Earlier, we touched on the benefits of peer-to-peer support: forging social bonds, a sense of ownership, and investment in your brand. Experts advising new users — as well as typical users becoming experts — is not just a path to individual investment, it’s a second and first line of support for many users. Placing support in the able hands of both you and your community creates collaborative answers that are more complete and detailed than traditional support funnels. That sort of transparency leads to the discovery of production or service issues a traditional support structure might never uncover.

The benefits aren’t only for you. Your users will discover how others are using the product(s) giving them the opportunity to improve their own experience and outcomes. The better your customer’s satisfaction and outcomes, the less you’ll spend on support. Decentralizing your support, also, benefits users who don’t want to or can’t use traditional support systems.

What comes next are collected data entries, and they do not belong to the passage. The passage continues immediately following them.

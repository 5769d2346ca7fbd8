//! Helpers to convert domain data into egui-facing view structs.

use crate::map_scene::truncate_chars;
use crate::model::{AnalysisResult, TagCandidate};
use crate::result_index::ResultIndex;
use crate::selection::SelectionSet;

/// Characters kept in a selected-point excerpt.
const EXCERPT_LIMIT: usize = 50;

/// Display row for one tag candidate. `index` points back into the
/// unfiltered candidate list so edits hit the right entry.
#[derive(Clone, Debug, PartialEq)]
pub struct TagRow {
    /// Position in the editor's candidate list.
    pub index: usize,
    /// Tag text.
    pub text: String,
    /// Category, if any.
    pub category: Option<String>,
    /// Salience score.
    pub score: f64,
    /// Occurrence count.
    pub count: u32,
}

/// Rows matching a case-insensitive search over text and category.
pub fn filtered_tag_rows(candidates: &[TagCandidate], query: &str) -> Vec<TagRow> {
    let needle = query.trim().to_lowercase();
    candidates
        .iter()
        .enumerate()
        .filter(|(_, candidate)| {
            needle.is_empty()
                || candidate.text.to_lowercase().contains(&needle)
                || candidate
                    .category
                    .as_ref()
                    .is_some_and(|category| category.to_lowercase().contains(&needle))
        })
        .map(|(index, candidate)| TagRow {
            index,
            text: candidate.text.clone(),
            category: candidate.category.clone(),
            score: candidate.score,
            count: candidate.count,
        })
        .collect()
}

/// Card shown in the selected-points side panel.
#[derive(Clone, Debug, PartialEq)]
pub struct SelectedPointCard {
    /// Point identity, rendered as text.
    pub id: String,
    /// Truncated text excerpt.
    pub excerpt: String,
    /// Comma-joined tag list.
    pub tags: String,
}

/// Cards for every selected point that still resolves in the result, in
/// selection order.
pub fn selected_point_cards(index: &ResultIndex, selection: &SelectionSet) -> Vec<SelectedPointCard> {
    selection
        .iter()
        .filter_map(|id| index.point(id))
        .map(|point| SelectedPointCard {
            id: point.id.to_string(),
            excerpt: truncate_chars(&point.text, EXCERPT_LIMIT),
            tags: point.tags.join(", "),
        })
        .collect()
}

/// Counters for the stats block.
#[derive(Clone, Copy, Debug, PartialEq, Eq)]
pub struct ResultStats {
    /// Total data points.
    pub points: usize,
    /// Distinct clusters in the mapping.
    pub clusters: usize,
    /// Distinct tags across the result.
    pub tags: usize,
}

/// Summarize a result for the stats block.
pub fn result_stats(result: &AnalysisResult) -> ResultStats {
    ResultStats {
        points: result.data_points.len(),
        clusters: result.clusters.len(),
        tags: result.tags.len(),
    }
}

#[cfg(test)]
mod tests {
    use super::*;
    use crate::model::{DataPoint, PointId};
    use std::collections::BTreeMap;
    use std::rc::Rc;

    fn candidates() -> Vec<TagCandidate> {
        vec![
            TagCandidate {
                text: "残業".to_string(),
                score: 0.8,
                category: Some("組織".to_string()),
                count: 3,
            },
            TagCandidate {
                text: "研修".to_string(),
                score: 0.5,
                category: Some("人事".to_string()),
                count: 2,
            },
        ]
    }

    #[test]
    fn empty_query_lists_everything() {
        let rows = filtered_tag_rows(&candidates(), "");
        assert_eq!(rows.len(), 2);
        assert_eq!(rows[0].index, 0);
    }

    #[test]
    fn query_matches_text_or_category() {
        let rows = filtered_tag_rows(&candidates(), "残業");
        assert_eq!(rows.len(), 1);
        assert_eq!(rows[0].text, "残業");
        let rows = filtered_tag_rows(&candidates(), "人事");
        assert_eq!(rows.len(), 1);
        assert_eq!(rows[0].index, 1);
    }

    #[test]
    fn cards_follow_selection_order_and_skip_unknown_ids() {
        let result = AnalysisResult {
            data_points: vec![
                DataPoint {
                    id: PointId::from(0),
                    text: "あ".repeat(80),
                    x: 0.0,
                    y: 0.0,
                    cluster_id: 0,
                    tags: vec!["残業".to_string()],
                    group: None,
                    metadata: serde_json::Map::new(),
                },
                DataPoint {
                    id: PointId::from(1),
                    text: "short".to_string(),
                    x: 1.0,
                    y: 1.0,
                    cluster_id: 0,
                    tags: vec![],
                    group: None,
                    metadata: serde_json::Map::new(),
                },
            ],
            clusters: BTreeMap::new(),
            tags: vec!["残業".to_string()],
            config: serde_json::Map::new(),
        };
        let index = ResultIndex::new(Rc::new(result));
        let mut selection = SelectionSet::new();
        selection.toggle(&PointId::from(1));
        selection.toggle(&PointId::from(99));
        selection.toggle(&PointId::from(0));
        let cards = selected_point_cards(&index, &selection);
        assert_eq!(cards.len(), 2);
        assert_eq!(cards[0].id, "1");
        assert_eq!(cards[0].excerpt, "short");
        assert_eq!(cards[1].excerpt, format!("{}...", "あ".repeat(50)));
        assert_eq!(cards[1].tags, "残業");
    }

    #[test]
    fn stats_count_points_clusters_tags() {
        let mut clusters = BTreeMap::new();
        clusters.insert(
            0,
            crate::model::Cluster {
                size: 1,
                top_tags: vec![],
                center_x: 0.0,
                center_y: 0.0,
            },
        );
        let result = AnalysisResult {
            data_points: Vec::new(),
            clusters,
            tags: vec!["A".to_string(), "B".to_string()],
            config: serde_json::Map::new(),
        };
        assert_eq!(
            result_stats(&result),
            ResultStats {
                points: 0,
                clusters: 1,
                tags: 2
            }
        );
    }
}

Peer-to-peer support in tandem with your staff expert support on traditional and community platforms will lead to greater customer satisfaction, outcomes, engagement, and investment. And from there, you’ll see lower cost to serve and support.

Your Business + Community = <3

Investing in a community is one of the most essential investments any online business makes. Whether it is to manage a growing user base, or as you break into the online market an online separates your brand from your competition while bringing you closer to your customer base.

No more paying for the luxury of your customers and fans seeing your posts. Connecting your customer base on your terms puts you back in the driver seat.

[1] “Customer Lifetime Value”, Wikipedia, last modified April 1, 2015 http://en.wikipedia.org/wiki/Customer_lifetime_value.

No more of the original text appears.